— MATERIAL FOR THE TASK —

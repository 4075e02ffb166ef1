//! Single-process runner: every worker is a task over an in-process group

use shardflow_core::comm::{Channel, LocalGroup};
use shardflow_core::{Processor, ProcessorConfig};
use std::path::PathBuf;
use std::sync::Arc;
use tracing::{error, info};
use tracing_subscriber::EnvFilter;

#[tokio::main]
async fn main() -> Result<(), Box<dyn std::error::Error>> {
    // Initialize logging
    tracing_subscriber::fmt()
        .with_env_filter(
            EnvFilter::try_from_default_env().unwrap_or_else(|_| EnvFilter::new("info")),
        )
        .init();

    let config_path: PathBuf = std::env::var("SHARDFLOW_CONFIG")
        .map_err(|_| "SHARDFLOW_CONFIG must name a JSON run configuration")?
        .into();
    let workers: u32 = std::env::var("SHARDFLOW_WORKERS")
        .unwrap_or_else(|_| "4".into())
        .parse()?;
    if workers == 0 {
        return Err("SHARDFLOW_WORKERS must be at least 1".into());
    }

    let config = ProcessorConfig::from_json_file(&config_path)?;
    let processor = Arc::new(Processor::from_config(config)?);
    processor.check()?;

    info!("Starting {} local workers", workers);

    let mut handles = Vec::with_capacity(workers as usize);
    for channel in LocalGroup::channels(workers) {
        let processor = processor.clone();
        let channel: Arc<dyn Channel> = Arc::new(channel);
        handles.push(tokio::spawn(async move { processor.run(channel).await }));
    }

    let mut failed = false;
    for handle in handles {
        match handle.await? {
            Ok(report) => info!(
                "Worker {}: {} owned, {} processed, {} failed, {} buffered",
                report.rank, report.owned, report.processed, report.failed, report.buffered
            ),
            Err(e) => {
                error!("Worker failed: {}", e);
                failed = true;
            }
        }
    }

    if failed {
        return Err("one or more workers failed".into());
    }
    Ok(())
}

— THE PROBLEM —
Exactly the lines from the one containing "let channel: Arc<dyn" through the end of the records should be reproduced, and no others.

— EXERCISE RESPONSE —
        let channel: Arc<dyn Channel> = Arc::new(channel);
        handles.push(tokio::spawn(async move { processor.run(channel).await }));
    }

    let mut failed = false;
    for handle in handles {
        match handle.await? {
            Ok(report) => info!(
                "Worker {}: {} owned, {} processed, {} failed, {} buffered",
                report.rank, report.owned, report.processed, report.failed, report.buffered
            ),
            Err(e) => {
                error!("Worker failed: {}", e);
                failed = true;
            }
        }
    }

    if failed {
        return Err("one or more workers failed".into());
    }
    Ok(())
}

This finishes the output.